** INSTRUCTIONS FOR THE TASK **
Going down the listing below, print exactly each line from the one with "let all_known = subwords" up to and including the one with "let feet_inches = FEET_INCHES.get_or_init(||", and skip the rest.
--
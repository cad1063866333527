//! Pure text-to-typed-value conversions.
//!
//! Every function is stateless and either returns a normalized value or a
//! [`NormalizationError`] naming the fragment that failed to parse. Callers
//! decide the fallback.

use std::sync::OnceLock;

use chrono::{Datelike, NaiveDate};
use regex::Regex;
use serde::{Deserialize, Serialize};

use crate::error::NormalizationError;

/// Yes/no/maybe answer to a closed question.
#[derive(Debug, Clone, Copy, PartialEq, Eq, Serialize, Deserialize)]
#[serde(rename_all = "lowercase")]
pub enum TriState {
    Yes,
    No,
    Maybe,
}

impl std::fmt::Display for TriState {
    fn fmt(&self, f: &mut std::fmt::Formatter<'_>) -> std::fmt::Result {
        match self {
            TriState::Yes => write!(f, "yes"),
            TriState::No => write!(f, "no"),
            TriState::Maybe => write!(f, "maybe"),
        }
    }
}

/// Inclusive age range, e.g. from "25-35" or "30s".
#[derive(Debug, Clone, Copy, PartialEq, Eq, Serialize, Deserialize)]
pub struct AgeRange {
    pub min: u32,
    pub max: u32,
}

fn word_values() -> &'static [(&'static str, i64)] {
    &[
        ("zero", 0),
        ("one", 1),
        ("two", 2),
        ("three", 3),
        ("four", 4),
        ("five", 5),
        ("six", 6),
        ("seven", 7),
        ("eight", 8),
        ("nine", 9),
        ("ten", 10),
        ("eleven", 11),
        ("twelve", 12),
        ("thirteen", 13),
        ("fourteen", 14),
        ("fifteen", 15),
        ("sixteen", 16),
        ("seventeen", 17),
        ("eighteen", 18),
        ("nineteen", 19),
        ("twenty", 20),
        ("thirty", 30),
        ("forty", 40),
        ("fifty", 50),
        ("sixty", 60),
        ("seventy", 70),
        ("eighty", 80),
        ("ninety", 90),
    ]
}

fn lookup_word(word: &str) -> Option<i64> {
    word_values()
        .iter()
        .find(|(w, _)| *w == word)
        .map(|(_, v)| *v)
}

/// Parse a text fragment into an integer.
///
/// Accepts digit sequences ("25") and spelled-out numbers up to 999
/// ("twenty-five", "twenty five", "one hundred and eight").
pub fn parse_integer(text: &str) -> Result<i64, NormalizationError> {
    let trimmed = text.trim();
    if trimmed.is_empty() {
        return Err(NormalizationError::new("integer", text));
    }

    if let Ok(n) = trimmed.parse::<i64>() {
        return Ok(n);
    }

    let lower = trimmed.to_lowercase();
    let words: Vec<&str> = lower
        .split(|c: char| c.is_whitespace() || c == '-')
        .filter(|w| !w.is_empty() && *w != "and")
        .collect();

    parse_spelled_words(&words).ok_or_else(|| NormalizationError::new("integer", text))
}

fn parse_spelled_words(words: &[&str]) -> Option<i64> {
    if words.is_empty() {
        return None;
    }

    let mut value = 0i64;

    for word in words {
        if *word == "hundred" {
            if value == 0 {
                value = 1;
            }
            value *= 100;
        } else if let Some(v) = lookup_word(word) {
            value += v;
        } else {
            return None;
        }
    }

    if value <= 999 {
        Some(value)
    } else {
        None
    }
}

/// Find the first integer in free text, digit or spelled-out.
///
/// Returns the value and the matching source fragment, or `None` when the
/// text contains neither form.
pub fn find_integer(text: &str) -> Option<(i64, String)> {
    static DIGITS: OnceLock<Regex> = OnceLock::new();
    let digits = DIGITS.get_or_init(|| Regex::new(r"\b(\d{1,3})\b").expect("valid regex"));

    if let Some(m) = digits.find(text) {
        if let Ok(n) = m.as_str().parse::<i64>() {
            return Some((n, m.as_str().to_string()));
        }
    }

    // Scan for a run of spelled-number words ("twenty five", "twenty-five").
    let lower = text.to_lowercase();
    let tokens: Vec<&str> = lower
        .split(|c: char| !c.is_alphabetic() && c != '-')
        .filter(|t| !t.is_empty())
        .collect();

    for start in 0..tokens.len() {
        let mut parts: Vec<&str> = Vec::new();
        for token in &tokens[start..] {
            let subwords: Vec<&str> = token.split('-').filter(|w| !w.is_empty()).collect();
            let all_known = subwords
                .iter()
                .all(|w| lookup_word(w).is_some() || *w == "hundred");
            if !all_known {
                break;
            }
            parts.extend(subwords);
        }
        if !parts.is_empty() {
            if let Some(n) = parse_spelled_words(&parts) {
                return Some((n, parts.join(" ")));
            }
        }
    }

    None
}

/// Compute age in whole years from a date of birth.
pub fn age_from_dob(dob: NaiveDate, today: NaiveDate) -> Result<u32, NormalizationError> {
    if dob > today {
        return Err(NormalizationError::new("date of birth", dob.to_string()));
    }

    let mut age = today.year() - dob.year();
    if (today.month(), today.day()) < (dob.month(), dob.day()) {
        age -= 1;
    }

    u32::try_from(age).map_err(|_| NormalizationError::new("date of birth", dob.to_string()))
}

/// Normalize free-text height to whole centimetres.
///
/// Accepts explicit units ("178cm", "1.78m", `5'10"`, "5 ft 10") and bare
/// numbers disambiguated by range: 120-230 reads as centimetres, 48-84 as
/// total inches, 4-7 as whole feet. Normalizing the canonical rendering
/// ("178cm") returns the same value unchanged.
pub fn parse_height_cm(text: &str) -> Result<u32, NormalizationError> {
    static CM: OnceLock<Regex> = OnceLock::new();
    static METERS: OnceLock<Regex> = OnceLock::new();
    static FEET_INCHES: OnceLock<Regex> = OnceLock::new();
    static BARE: OnceLock<Regex> = OnceLock::new();

    let lower = text.trim().to_lowercase();

    let cm = CM.get_or_init(|| {
        Regex::new(r"(\d{2,3}(?:\.\d+)?)\s*(?:cm|centimetres?|centimeters?)\b")
            .expect("valid regex")
    });
    if let Some(caps) = cm.captures(&lower) {
        if let Ok(v) = caps[1].parse::<f64>() {
            return Ok(v.round() as u32);
        }
    }

    let meters = METERS
        .get_or_init(|| Regex::new(r"([0-2](?:\.\d+))\s*(?:m|metres?|meters?)\b").expect("valid regex"));
    if let Some(caps) = meters.captures(&lower) {
        if let Ok(v) = caps[1].parse::<f64>() {
            return Ok((v * 100.0).round() as u32);
        }
    }

    let feet_inches = FEET_INCHES.get_or_init(|| {
        Regex::new(r#"(\d)\s*(?:'|ft\b|feet\b|foot\b)[\s-]*(\d{1,2})?\s*(?:"|''|in\b|inch(?:es)?\b)?"#)
            .expect("valid regex")
    });
    if let Some(caps) = feet_inches.captures(&lower) {
        let feet: f64 = caps[1].parse().map_err(|_| NormalizationError::new("height", text))?;
        let inches: f64 = caps
            .get(2)
            .map(|m| m.as_str().parse().unwrap_or(0.0))
            .unwrap_or(0.0);
        if (3.0..=8.0).contains(&feet) && inches < 12.0 {
            return Ok(((feet * 12.0 + inches) * 2.54).round() as u32);
        }
    }

    let bare = BARE.get_or_init(|| Regex::new(r"\b(\d{1,3})\b").expect("valid regex"));
    if let Some(caps) = bare.captures(&lower) {
        if let Ok(n) = caps[1].parse::<u32>() {
            return match n {
                120..=230 => Ok(n),
                48..=84 => Ok((n as f64 * 2.54).round() as u32),
                4..=7 => Ok((n as f64 * 12.0 * 2.54).round() as u32),
                _ => Err(NormalizationError::new("height", text)),
            };
        }
    }

    Err(NormalizationError::new("height", text))
}

/// Render a height in the canonical form accepted back by
/// [`parse_height_cm`].
pub fn format_height_cm(cm: u32) -> String {
    format!("{}cm", cm)
}

/// Parse a yes/no/maybe answer.
pub fn parse_tri_state(text: &str) -> Result<TriState, NormalizationError> {
    let lower = text.trim().to_lowercase();
    let word = lower
        .split(|c: char| !c.is_alphabetic())
        .find(|w| !w.is_empty())
        .unwrap_or("");

    match word {
        "yes" | "yeah" | "yep" | "yup" | "sure" | "definitely" | "absolutely" | "ok" | "okay" => {
            Ok(TriState::Yes)
        }
        "no" | "nope" | "nah" | "never" => Ok(TriState::No),
        "maybe" | "perhaps" | "possibly" | "sometimes" | "depends" => Ok(TriState::Maybe),
        _ => Err(NormalizationError::new("tri-state", text)),
    }
}

/// Parse a free-text age range into an inclusive (min, max) pair.
///
/// Accepts spans ("25-35", "25 to 35"), decades ("30s" reads as 30-39),
/// and a single number ("25" reads as 25-25).
pub fn parse_age_range(text: &str) -> Result<AgeRange, NormalizationError> {
    static SPAN: OnceLock<Regex> = OnceLock::new();
    static DECADE: OnceLock<Regex> = OnceLock::new();
    static SINGLE: OnceLock<Regex> = OnceLock::new();

    let lower = text.trim().to_lowercase();

    let span = SPAN.get_or_init(|| {
        Regex::new(r"(\d{1,3})\s*(?:-|–|to|and)\s*(\d{1,3})").expect("valid regex")
    });
    if let Some(caps) = span.captures(&lower) {
        let min: u32 = caps[1].parse().map_err(|_| NormalizationError::new("age range", text))?;
        let max: u32 = caps[2].parse().map_err(|_| NormalizationError::new("age range", text))?;
        if min <= max {
            return Ok(AgeRange { min, max });
        }
        return Err(NormalizationError::new("age range", text));
    }

    let decade = DECADE.get_or_init(|| Regex::new(r"\b(\d{1,2}0)'?s\b").expect("valid regex"));
    if let Some(caps) = decade.captures(&lower) {
        if let Ok(base) = caps[1].parse::<u32>() {
            return Ok(AgeRange {
                min: base,
                max: base + 9,
            });
        }
    }

    let single = SINGLE.get_or_init(|| Regex::new(r"\b(\d{1,3})\b").expect("valid regex"));
    if let Some(caps) = single.captures(&lower) {
        if let Ok(n) = caps[1].parse::<u32>() {
            return Ok(AgeRange { min: n, max: n });
        }
    }

    Err(NormalizationError::new("age range", text))
}

#[cfg(test)]
mod tests {
    use super::*;

    #[test]
    fn test_parse_integer_digits() {
        assert_eq!(parse_integer("25").unwrap(), 25);
        assert_eq!(parse_integer(" 108 ").unwrap(), 108);
    }

    #[test]
    fn test_parse_integer_spelled() {
        assert_eq!(parse_integer("twenty five").unwrap(), 25);
        assert_eq!(parse_integer("twenty-five").unwrap(), 25);
        assert_eq!(parse_integer("eighteen").unwrap(), 18);
        assert_eq!(parse_integer("one hundred and eight").unwrap(), 108);
    }

    #[test]
    fn test_parse_integer_rejects_garbage() {
        assert!(parse_integer("pretty old").is_err());
        assert!(parse_integer("").is_err());
    }

    #[test]
    fn test_find_integer_in_sentence() {
        let (n, fragment) = find_integer("I am 25 years old").unwrap();
        assert_eq!(n, 25);
        assert_eq!(fragment, "25");

        let (n, fragment) = find_integer("I am twenty five years old").unwrap();
        assert_eq!(n, 25);
        assert_eq!(fragment, "twenty five");
    }

    #[test]
    fn test_find_integer_none() {
        assert!(find_integer("pretty old, not sure").is_none());
    }

    #[test]
    fn test_age_from_dob() {
        let dob = NaiveDate::from_ymd_opt(1998, 6, 15).unwrap();
        let today = NaiveDate::from_ymd_opt(2026, 6, 14).unwrap();
        assert_eq!(age_from_dob(dob, today).unwrap(), 27);

        let today = NaiveDate::from_ymd_opt(2026, 6, 15).unwrap();
        assert_eq!(age_from_dob(dob, today).unwrap(), 28);
    }

    #[test]
    fn test_age_from_dob_future_fails() {
        let dob = NaiveDate::from_ymd_opt(2030, 1, 1).unwrap();
        let today = NaiveDate::from_ymd_opt(2026, 1, 1).unwrap();
        assert!(age_from_dob(dob, today).is_err());
    }

    #[test]
    fn test_parse_height_explicit_units() {
        assert_eq!(parse_height_cm("178cm").unwrap(), 178);
        assert_eq!(parse_height_cm("178 centimeters").unwrap(), 178);
        assert_eq!(parse_height_cm("1.78m").unwrap(), 178);
        assert_eq!(parse_height_cm("5'10\"").unwrap(), 178);
        assert_eq!(parse_height_cm("5 ft 10").unwrap(), 178);
        assert_eq!(parse_height_cm("6 feet").unwrap(), 183);
    }

    #[test]
    fn test_parse_height_bare_numbers() {
        // 120-230 reads as cm
        assert_eq!(parse_height_cm("170").unwrap(), 170);
        // 48-84 reads as total inches
        assert_eq!(parse_height_cm("70").unwrap(), 178);
        // 4-7 reads as feet
        assert_eq!(parse_height_cm("6").unwrap(), 183);
    }

    #[test]
    fn test_parse_height_idempotent() {
        let first = parse_height_cm("5'10\"").unwrap();
        let rendered = format_height_cm(first);
        assert_eq!(parse_height_cm(&rendered).unwrap(), first);
    }

    #[test]
    fn test_parse_height_rejects_garbage() {
        assert!(parse_height_cm("tall-ish").is_err());
        assert!(parse_height_cm("999").is_err());
    }

    #[test]
    fn test_parse_tri_state() {
        assert_eq!(parse_tri_state("yes").unwrap(), TriState::Yes);
        assert_eq!(parse_tri_state("Yeah, sure!").unwrap(), TriState::Yes);
        assert_eq!(parse_tri_state("nope").unwrap(), TriState::No);
        assert_eq!(parse_tri_state("maybe?").unwrap(), TriState::Maybe);
        assert!(parse_tri_state("banana").is_err());
    }

    #[test]
    fn test_parse_age_range_span() {
        assert_eq!(
            parse_age_range("25-35").unwrap(),
            AgeRange { min: 25, max: 35 }
        );
        assert_eq!(
            parse_age_range("25 to 35").unwrap(),
            AgeRange { min: 25, max: 35 }
        );
        assert_eq!(
            parse_age_range("between 25 and 35").unwrap(),
            AgeRange { min: 25, max: 35 }
        );
    }

    #[test]
    fn test_parse_age_range_decade() {
        assert_eq!(
            parse_age_range("30s").unwrap(),
            AgeRange { min: 30, max: 39 }
        );
    }

    #[test]
    fn test_parse_age_range_single() {
        assert_eq!(
            parse_age_range("25").unwrap(),
            AgeRange { min: 25, max: 25 }
        );
    }

    #[test]
    fn test_parse_age_range_inverted_fails() {
        assert!(parse_age_range("35-25").is_err());
        assert!(parse_age_range("whatever").is_err());
    }
}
--
** ANSWER FOR THE TASK **
            let all_known = subwords
                .iter()
                .all(|w| lookup_word(w).is_some() || *w == "hundred");
            if !all_known {
                break;
            }
            parts.extend(subwords);
        }
        if !parts.is_empty() {
            if let Some(n) = parse_spelled_words(&parts) {
                return Some((n, parts.join(" ")));
            }
        }
    }

    None
}

/// Compute age in whole years from a date of birth.
pub fn age_from_dob(dob: NaiveDate, today: NaiveDate) -> Result<u32, NormalizationError> {
    if dob > today {
        return Err(NormalizationError::new("date of birth", dob.to_string()));
    }

    let mut age = today.year() - dob.year();
    if (today.month(), today.day()) < (dob.month(), dob.day()) {
        age -= 1;
    }

    u32::try_from(age).map_err(|_| NormalizationError::new("date of birth", dob.to_string()))
}

/// Normalize free-text height to whole centimetres.
///
/// Accepts explicit units ("178cm", "1.78m", `5'10"`, "5 ft 10") and bare
/// numbers disambiguated by range: 120-230 reads as centimetres, 48-84 as
/// total inches, 4-7 as whole feet. Normalizing the canonical rendering
/// ("178cm") returns the same value unchanged.
pub fn parse_height_cm(text: &str) -> Result<u32, NormalizationError> {
    static CM: OnceLock<Regex> = OnceLock::new();
    static METERS: OnceLock<Regex> = OnceLock::new();
    static FEET_INCHES: OnceLock<Regex> = OnceLock::new();
    static BARE: OnceLock<Regex> = OnceLock::new();

    let lower = text.trim().to_lowercase();

    let cm = CM.get_or_init(|| {
        Regex::new(r"(\d{2,3}(?:\.\d+)?)\s*(?:cm|centimetres?|centimeters?)\b")
            .expect("valid regex")
    });
    if let Some(caps) = cm.captures(&lower) {
        if let Ok(v) = caps[1].parse::<f64>() {
            return Ok(v.round() as u32);
        }
    }

    let meters = METERS
        .get_or_init(|| Regex::new(r"([0-2](?:\.\d+))\s*(?:m|metres?|meters?)\b").expect("valid regex"));
    if let Some(caps) = meters.captures(&lower) {
        if let Ok(v) = caps[1].parse::<f64>() {
            return Ok((v * 100.0).round() as u32);
        }
    }

    let feet_inches = FEET_INCHES.get_or_init(|| {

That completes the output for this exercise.